Collected data:
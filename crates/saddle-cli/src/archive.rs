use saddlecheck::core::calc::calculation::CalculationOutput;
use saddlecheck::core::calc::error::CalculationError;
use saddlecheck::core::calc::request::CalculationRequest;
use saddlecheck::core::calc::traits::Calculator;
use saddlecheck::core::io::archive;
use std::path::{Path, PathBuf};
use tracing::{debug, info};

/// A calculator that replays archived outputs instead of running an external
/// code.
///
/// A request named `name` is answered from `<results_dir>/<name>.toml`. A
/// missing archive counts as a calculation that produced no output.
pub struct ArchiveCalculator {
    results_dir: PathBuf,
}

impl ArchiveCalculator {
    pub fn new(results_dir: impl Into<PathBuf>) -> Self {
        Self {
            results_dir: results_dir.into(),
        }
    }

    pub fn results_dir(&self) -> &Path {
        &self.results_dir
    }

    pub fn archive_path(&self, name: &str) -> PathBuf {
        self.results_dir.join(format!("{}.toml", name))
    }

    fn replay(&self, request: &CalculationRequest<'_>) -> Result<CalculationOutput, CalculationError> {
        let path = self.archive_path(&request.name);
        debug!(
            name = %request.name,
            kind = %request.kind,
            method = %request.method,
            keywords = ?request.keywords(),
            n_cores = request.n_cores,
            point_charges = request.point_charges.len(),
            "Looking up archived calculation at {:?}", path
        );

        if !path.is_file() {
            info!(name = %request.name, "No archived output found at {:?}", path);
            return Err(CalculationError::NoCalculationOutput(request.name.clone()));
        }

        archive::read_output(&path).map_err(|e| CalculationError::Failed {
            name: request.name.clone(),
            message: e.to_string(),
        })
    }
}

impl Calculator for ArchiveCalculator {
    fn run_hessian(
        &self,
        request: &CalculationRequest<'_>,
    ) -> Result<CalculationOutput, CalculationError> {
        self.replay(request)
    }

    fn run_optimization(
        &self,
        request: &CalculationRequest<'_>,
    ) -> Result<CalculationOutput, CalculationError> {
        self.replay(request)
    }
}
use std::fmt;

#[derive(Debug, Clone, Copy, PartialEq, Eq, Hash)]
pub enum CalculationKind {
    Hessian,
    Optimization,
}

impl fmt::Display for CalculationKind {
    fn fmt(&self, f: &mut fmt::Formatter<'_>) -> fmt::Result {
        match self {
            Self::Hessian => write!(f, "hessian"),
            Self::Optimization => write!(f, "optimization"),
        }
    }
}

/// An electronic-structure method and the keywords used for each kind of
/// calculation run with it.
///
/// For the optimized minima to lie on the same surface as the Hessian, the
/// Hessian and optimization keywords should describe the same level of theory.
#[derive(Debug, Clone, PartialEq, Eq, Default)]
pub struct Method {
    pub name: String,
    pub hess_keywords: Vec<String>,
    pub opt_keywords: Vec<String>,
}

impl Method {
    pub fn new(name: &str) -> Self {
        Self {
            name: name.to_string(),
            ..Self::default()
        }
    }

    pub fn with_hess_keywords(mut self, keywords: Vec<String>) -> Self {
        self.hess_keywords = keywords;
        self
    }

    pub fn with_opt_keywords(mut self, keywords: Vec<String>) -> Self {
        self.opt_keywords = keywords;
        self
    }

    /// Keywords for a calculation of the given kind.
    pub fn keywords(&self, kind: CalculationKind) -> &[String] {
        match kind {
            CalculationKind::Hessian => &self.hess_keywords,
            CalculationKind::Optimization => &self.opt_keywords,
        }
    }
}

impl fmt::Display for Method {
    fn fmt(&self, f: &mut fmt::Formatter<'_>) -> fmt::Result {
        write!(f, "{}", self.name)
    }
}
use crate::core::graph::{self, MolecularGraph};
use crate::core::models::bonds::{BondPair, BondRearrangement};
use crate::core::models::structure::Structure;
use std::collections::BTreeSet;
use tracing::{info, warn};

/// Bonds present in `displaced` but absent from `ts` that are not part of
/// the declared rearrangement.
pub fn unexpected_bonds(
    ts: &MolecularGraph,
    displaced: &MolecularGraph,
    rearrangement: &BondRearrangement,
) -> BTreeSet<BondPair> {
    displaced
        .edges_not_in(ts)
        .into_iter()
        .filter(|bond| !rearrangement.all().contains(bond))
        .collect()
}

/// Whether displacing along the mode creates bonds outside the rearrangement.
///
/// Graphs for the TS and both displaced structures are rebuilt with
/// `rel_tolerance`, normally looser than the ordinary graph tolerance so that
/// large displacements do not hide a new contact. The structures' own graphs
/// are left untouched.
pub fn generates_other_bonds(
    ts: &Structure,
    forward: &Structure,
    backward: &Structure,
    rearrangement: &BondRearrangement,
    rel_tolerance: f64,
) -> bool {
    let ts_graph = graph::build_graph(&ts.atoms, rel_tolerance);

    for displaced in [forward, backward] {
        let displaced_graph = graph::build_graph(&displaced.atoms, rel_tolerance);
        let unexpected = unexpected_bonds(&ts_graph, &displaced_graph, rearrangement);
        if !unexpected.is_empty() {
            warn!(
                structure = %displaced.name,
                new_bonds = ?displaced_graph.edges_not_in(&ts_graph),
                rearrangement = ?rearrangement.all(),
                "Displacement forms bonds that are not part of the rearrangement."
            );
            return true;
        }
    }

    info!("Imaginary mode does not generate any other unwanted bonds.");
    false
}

WHAT YOU HAVE TO DO | The answer should consist of the lines from the first line of the entries through the line with "A request named", copied exactly.

SOLUTION FOR THIS PROBLEM |
filename crates/saddle-cli/src/archive.rs
use saddlecheck::core::calc::calculation::CalculationOutput;
use saddlecheck::core::calc::error::CalculationError;
use saddlecheck::core::calc::request::CalculationRequest;
use saddlecheck::core::calc::traits::Calculator;
use saddlecheck::core::io::archive;
use std::path::{Path, PathBuf};
use tracing::{debug, info};

/// A calculator that replays archived outputs instead of running an external
/// code.
///
/// A request named `name` is answered from `<results_dir>/<name>.toml`. A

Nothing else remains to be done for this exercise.